Com efeito, nos termos do artigo 90º, n.º 1, da LGT, a determinação da matéria colectável não tem necessariamente em conta todos os elementos enunciados das diversas alíneas do preceito - é o que dizem, em anotação ao preceito, Leite de Campos, Benjamim Rodrigues e Jorge de Sousa (“Lei Geral Tributária, comentada e anotada”, 1999, Vislis, pág. 308); e isto desde logo significa que ela pode ser feita pelos índices referidos nas alíneas a), b) e c) do artigo 90º, n.º 1, ou seja, por elementos objectivos (designadamente, “margens médias de lucro líquido”, ou “taxas médias de rentabilidade”).
Em segundo lugar, considerando o afastamento dos indicadores, nos termos em que ele pode dar lugar à tributação pelo rendimento normal, como um adequado e forte indício de evasão fiscal, não é lícito atribuir-se um relevo excessivo à referida “contabilidade organizada e sã”.
Na verdade, e como é sabido, a contabilidade organizada não é sempre e necessariamente o reflexo da realidade da empresa, podendo ocultar, com maior ou menor sofisticação, rendimentos superiores aos escriturados.
Mas, mesmo não sendo assim, aquele que revela uma contabilidade organizada disporá sempre de um poderoso suporte para demonstrar e provar - ilidindo a presunção de o rendimento apresentado não corresponder à realidade – que essa contabilidade espelha com fidelidade a realidade concreta, podendo, deste modo, afastar mesmo a aplicação de qualquer critério de avaliação indirecta da matéria tributável e acabar por ser tributado em função do lucro declarado, ou seja, do rendimento real efectivo.
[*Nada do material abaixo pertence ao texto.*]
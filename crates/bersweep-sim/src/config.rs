//! Configuration — INI loading, validation, and component selection
//!
//! Parameters come from an INI file with dotted keys: `[section]` headers
//! flatten into `section.key` lookups, `#` and `;` start comments, and
//! whitespace around `=` is trimmed. Every key is required; a missing key
//! or unconvertible value is fatal and reported with the offending key,
//! value, and reason.
//!
//! ```ini
//! [snr]
//! start_db = 0.0
//! stop_db  = 10.0
//! step_db  = 1.0      # inclusive grid
//!
//! [model]
//! modem    = ask4_gray
//! channel  = awgn
//! coder    = conv_k7_r12
//! frame_len = 1024
//! ```
//!
//! Selector strings are matched case-insensitively; `ask4` is a synonym
//! for `ask4_gray`, and `ask4_binary`/`ask4_nogray` for `ask4_natural`.

use std::collections::HashMap;
use std::fmt::Display;
use std::path::Path;
use std::str::FromStr;

use bersweep_core::modem::{Ask2Modem, Ask4Mapping, Ask4Modem, Modem};
use bersweep_core::{AwgnChannel, Channel, Coder, ConvK7R12, RayleighChannel, Uncoded};
use thiserror::Error;

/// Errors raised while loading or applying a configuration.
#[derive(Debug, Error)]
pub enum ConfigError {
    /// Configuration file could not be read
    #[error("cannot open config file {path}: {source}")]
    Read {
        path: String,
        #[source]
        source: std::io::Error,
    },

    /// A required `section.key` entry is absent
    #[error("missing required key in config: {0}")]
    MissingKey(String),

    /// A value failed to convert to its expected type
    #[error("invalid value for key '{key}': '{value}' ({reason})")]
    InvalidValue {
        key: String,
        value: String,
        reason: String,
    },

    /// A value converted but violates a range rule
    #[error("{0}")]
    Validation(String),

    /// A modem/channel/coder selector names no known implementation
    #[error("unknown {kind}: {name}")]
    UnknownSelector { kind: &'static str, name: String },
}

/// Validated simulation parameters, immutable once loaded.
#[derive(Debug, Clone)]
pub struct SimConfig {
    /// SNR grid start in dB.
    pub snr_start_db: f64,
    /// SNR grid stop in dB (inclusive).
    pub snr_stop_db: f64,
    /// SNR grid step in dB (> 0).
    pub snr_step_db: f64,
    /// Errors to accumulate before CI goals may stop a point (0 disables).
    pub min_errors: u64,
    /// Hard per-point cap on simulated bits (0 disables).
    pub max_bits: u64,
    /// BER floor for early termination (0 disables).
    pub ber_floor: f64,
    /// Output file or directory.
    pub outfile: String,
    /// Master seed (0 derives one from clock and entropy).
    pub seed: u64,
    /// Modem selector string.
    pub modem: String,
    /// Channel selector string.
    pub channel: String,
    /// Coder selector string.
    pub coder: String,
    /// Information bits per frame (> 0).
    pub frame_len: usize,
    /// Confidence level in (0, 1).
    pub ci_level: f64,
    /// Absolute CI half-width goal (0 disables).
    pub ci_abs: f64,
    /// Relative CI half-width goal (0 disables).
    pub ci_rel: f64,
    /// Bits required before CI-based stopping may fire.
    pub ci_min_bits: u64,
    /// Worker threads (0 means detected concurrency).
    pub threads: u32,
}

impl SimConfig {
    /// Load and validate a configuration file.
    pub fn load_from(path: &Path) -> Result<Self, ConfigError> {
        let content = std::fs::read_to_string(path).map_err(|source| ConfigError::Read {
            path: path.display().to_string(),
            source,
        })?;
        Self::parse(&content)
    }

    /// Parse and validate configuration text.
    pub fn parse(text: &str) -> Result<Self, ConfigError> {
        let kv = parse_ini(text);

        let cfg = Self {
            snr_start_db: require(&kv, "snr.start_db")?,
            snr_stop_db: require(&kv, "snr.stop_db")?,
            snr_step_db: require(&kv, "snr.step_db")?,
            min_errors: require(&kv, "stopping.min_errors")?,
            max_bits: require(&kv, "stopping.max_bits")?,
            ber_floor: require(&kv, "stopping.ber_floor")?,
            outfile: require(&kv, "io.file")?,
            seed: require(&kv, "rng.seed")?,
            modem: require(&kv, "model.modem")?,
            channel: require(&kv, "model.channel")?,
            coder: require(&kv, "model.coder")?,
            frame_len: require(&kv, "model.frame_len")?,
            ci_level: require(&kv, "ci.level")?,
            ci_abs: require(&kv, "ci.abs")?,
            ci_rel: require(&kv, "ci.rel")?,
            ci_min_bits: require(&kv, "ci.min_bits")?,
            threads: require(&kv, "parallel.threads")?,
        };
        cfg.validate()?;
        Ok(cfg)
    }

    fn validate(&self) -> Result<(), ConfigError> {
        if self.snr_step_db <= 0.0 {
            return Err(ConfigError::Validation("snr.step_db must be > 0".into()));
        }
        if self.snr_stop_db < self.snr_start_db {
            return Err(ConfigError::Validation(
                "snr.stop_db must be >= snr.start_db".into(),
            ));
        }
        if self.ber_floor < 0.0 {
            return Err(ConfigError::Validation(
                "stopping.ber_floor must be >= 0".into(),
            ));
        }
        if self.frame_len == 0 {
            return Err(ConfigError::Validation("model.frame_len must be > 0".into()));
        }
        if !(self.ci_level > 0.0 && self.ci_level < 1.0) {
            return Err(ConfigError::Validation("ci.level must be in (0,1)".into()));
        }
        if self.ci_abs < 0.0 || self.ci_rel < 0.0 {
            return Err(ConfigError::Validation(
                "ci.abs and ci.rel must be >= 0".into(),
            ));
        }
        Ok(())
    }

    /// Instantiate the configured modem.
    pub fn build_modem(&self) -> Result<Box<dyn Modem>, ConfigError> {
        match self.modem.to_ascii_lowercase().as_str() {
            "ask2" => Ok(Box::new(Ask2Modem)),
            "ask4" | "ask4_gray" => Ok(Box::new(Ask4Modem::new(Ask4Mapping::Gray))),
            "ask4_natural" | "ask4_binary" | "ask4_nogray" => {
                Ok(Box::new(Ask4Modem::new(Ask4Mapping::Natural)))
            }
            _ => Err(ConfigError::UnknownSelector {
                kind: "modem",
                name: self.modem.clone(),
            }),
        }
    }

    /// Instantiate the configured channel.
    pub fn build_channel(&self) -> Result<Box<dyn Channel>, ConfigError> {
        match self.channel.to_ascii_lowercase().as_str() {
            "awgn" => Ok(Box::new(AwgnChannel)),
            "rayleigh" => Ok(Box::new(RayleighChannel)),
            _ => Err(ConfigError::UnknownSelector {
                kind: "channel",
                name: self.channel.clone(),
            }),
        }
    }

    /// Instantiate the configured coder.
    pub fn build_coder(&self) -> Result<Box<dyn Coder>, ConfigError> {
        match self.coder.to_ascii_lowercase().as_str() {
            "uncoded" => Ok(Box::new(Uncoded)),
            "conv_k7_r12" => Ok(Box::new(ConvK7R12::new())),
            _ => Err(ConfigError::UnknownSelector {
                kind: "coder",
                name: self.coder.clone(),
            }),
        }
    }
}

/// Flatten INI text into `section.key` → value.
fn parse_ini(text: &str) -> HashMap<String, String> {
    let mut kv = HashMap::new();
    let mut section = String::new();

    for raw in text.lines() {
        let line = match raw.find(['#', ';']) {
            Some(cut) => &raw[..cut],
            None => raw,
        };
        let line = line.trim();
        if line.is_empty() {
            continue;
        }
        if line.starts_with('[') && line.ends_with(']') {
            section = line[1..line.len() - 1].trim().to_string();
            continue;
        }
        if let Some((key, value)) = line.split_once('=') {
            let key = key.trim();
            let value = value.trim();
            if key.is_empty() || value.is_empty() {
                continue;
            }
            let full = if section.is_empty() {
                key.to_string()
            } else {
                format!("{}.{}", section, key)
            };
            kv.insert(full, value.to_string());
        }
    }
    kv
}

/// Look up a required key and convert it.
fn require<T>(kv: &HashMap<String, String>, key: &str) -> Result<T, ConfigError>
where
    T: FromStr,
    T::Err: Display,
{
    let value = kv
        .get(key)
        .ok_or_else(|| ConfigError::MissingKey(key.to_string()))?;
    value.parse().map_err(|e: T::Err| ConfigError::InvalidValue {
        key: key.to_string(),
        value: value.clone(),
        reason: e.to_string(),
    })
}
//! End-to-end sweep tests: INI text in, CSV records out.

use std::path::PathBuf;

use rand::SeedableRng;
use rand_chacha::ChaCha8Rng;
use tempfile::TempDir;

use bersweep_sim::config::SimConfig;
use bersweep_sim::engine::make_seed;
use bersweep_sim::sink::{resolve_output_path, CsvSink};
use bersweep_sim::sweep::run_sweep;

fn config_text(outfile: &str) -> String {
    format!(
        r#"
[snr]
start_db = 0.0
stop_db = 4.0
step_db = 2.0

[stopping]
min_errors = 200
max_bits = 500000
ber_floor = 0.0

[io]
file = {outfile}

[rng]
seed = 7

[model]
modem = ask2
channel = awgn
coder = uncoded
frame_len = 1024

[ci]
level = 0.95
abs = 0.0
rel = 0.0
min_bits = 0

[parallel]
threads = 1
"#
    )
}

fn run(cfg: &SimConfig) -> PathBuf {
    let modem = cfg.build_modem().unwrap();
    let channel = cfg.build_channel().unwrap();
    let coder = cfg.build_coder().unwrap();

    let path = resolve_output_path(&cfg.outfile, &cfg.coder, &cfg.modem, &cfg.channel).unwrap();
    let mut sink = CsvSink::create(&path).unwrap();
    let mut rng = ChaCha8Rng::seed_from_u64(make_seed(cfg.seed));

    run_sweep(
        cfg,
        modem.as_ref(),
        channel.as_ref(),
        coder.as_ref(),
        &mut rng,
        &mut sink,
    )
    .unwrap();
    path
}

#[test]
fn test_sweep_writes_header_and_one_record_per_point() {
    let dir = TempDir::new().unwrap();
    let out = dir.path().join("out.csv");
    let cfg = SimConfig::parse(&config_text(out.to_str().unwrap())).unwrap();

    let path = run(&cfg);
    let content = std::fs::read_to_string(&path).unwrap();
    let lines: Vec<&str> = content.lines().collect();

    assert_eq!(lines[0], "snr_db,ber,num_bits,num_errors,ci_low,ci_high");
    // Grid 0, 2, 4 dB.
    assert_eq!(lines.len(), 1 + 3);
    for record in &lines[1..] {
        assert_eq!(record.split(',').count(), 6);
    }
    assert!(lines[1].starts_with("0.000000,"));
    assert!(lines[3].starts_with("4.000000,"));
}

#[test]
fn test_directory_output_gets_component_filename() {
    let dir = TempDir::new().unwrap();
    let outdir = format!("{}/", dir.path().display());
    let cfg = SimConfig::parse(&config_text(&outdir)).unwrap();

    let path = run(&cfg);
    assert_eq!(
        path.file_name().unwrap().to_str().unwrap(),
        "uncoded_ask2_awgn.csv"
    );
    assert!(path.exists());
}

#[test]
fn test_identical_seed_reproduces_csv_bytes() {
    let dir = TempDir::new().unwrap();
    let out_a = dir.path().join("a.csv");
    let out_b = dir.path().join("b.csv");

    let cfg_a = SimConfig::parse(&config_text(out_a.to_str().unwrap())).unwrap();
    let cfg_b = SimConfig::parse(&config_text(out_b.to_str().unwrap())).unwrap();

    run(&cfg_a);
    run(&cfg_b);

    let a = std::fs::read(&out_a).unwrap();
    let b = std::fs::read(&out_b).unwrap();
    assert_eq!(a, b);
}

#[test]
fn test_ber_floor_ends_sweep_at_first_quiet_point() {
    let dir = TempDir::new().unwrap();
    let out = dir.path().join("floor.csv");
    let text = config_text(out.to_str().unwrap())
        .replace("stop_db = 4.0", "stop_db = 20.0")
        .replace("min_errors = 200", "min_errors = 50")
        .replace("ber_floor = 0.0", "ber_floor = 0.001")
        .replace("min_bits = 0", "min_bits = 20000");
    let cfg = SimConfig::parse(&text).unwrap();

    let path = run(&cfg);
    let content = std::fs::read_to_string(&path).unwrap();
    let lines: Vec<&str> = content.lines().collect();

    // Uncoded 2-ASK crosses BER 1e-3 between 6 and 8 dB, so the sweep
    // must cover 0..6 dB, stop at 8 dB, and skip the rest of the grid.
    assert_eq!(lines.len(), 1 + 5, "records: {:?}", &lines[1..]);
    assert!(lines[5].starts_with("8.000000,"));

    // Every earlier point is above the floor.
    for record in &lines[1..5] {
        let ber: f64 = record.split(',').nth(1).unwrap().parse().unwrap();
        assert!(ber > 0.001, "record {} should be above the floor", record);
    }
}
Não já assim nos casos previstos nas alíneas a), b) e c), do artigo 87º, da LGT, em que, para além das sanções tributárias a que o contribuinte se sujeita, a tributação do rendimento presumido mais facilmente se impõe - ou, dito de outro modo, mais dificilmente se tributará por avaliação directa - quer pela impossibilidade lógica de tributar o rendimento real efectivo quando de todo faltam os elementos da contabilidade ou a declaração, quer pela maior dificuldade de prova contrária à presunção quando esses elementos são insuficientes, se verificam atrasos ou irregularidades na escrituração, se oculta, destrói, inutiliza, falsifica ou vicia a contabilidade ou demais documentos legalmente exigidos, ou se dispõe de diversas contabilidades com propósitos simulatórios.
O confronto só impressionará quando se admita que a falta de razões suficientemente convincentes do afastamento dos indicadores possa não significar a ocultação do rendimento real; e, neste caso, o contribuinte não deixará de ser tributado nos termos do artigo 90º, n.º 2, da LGT.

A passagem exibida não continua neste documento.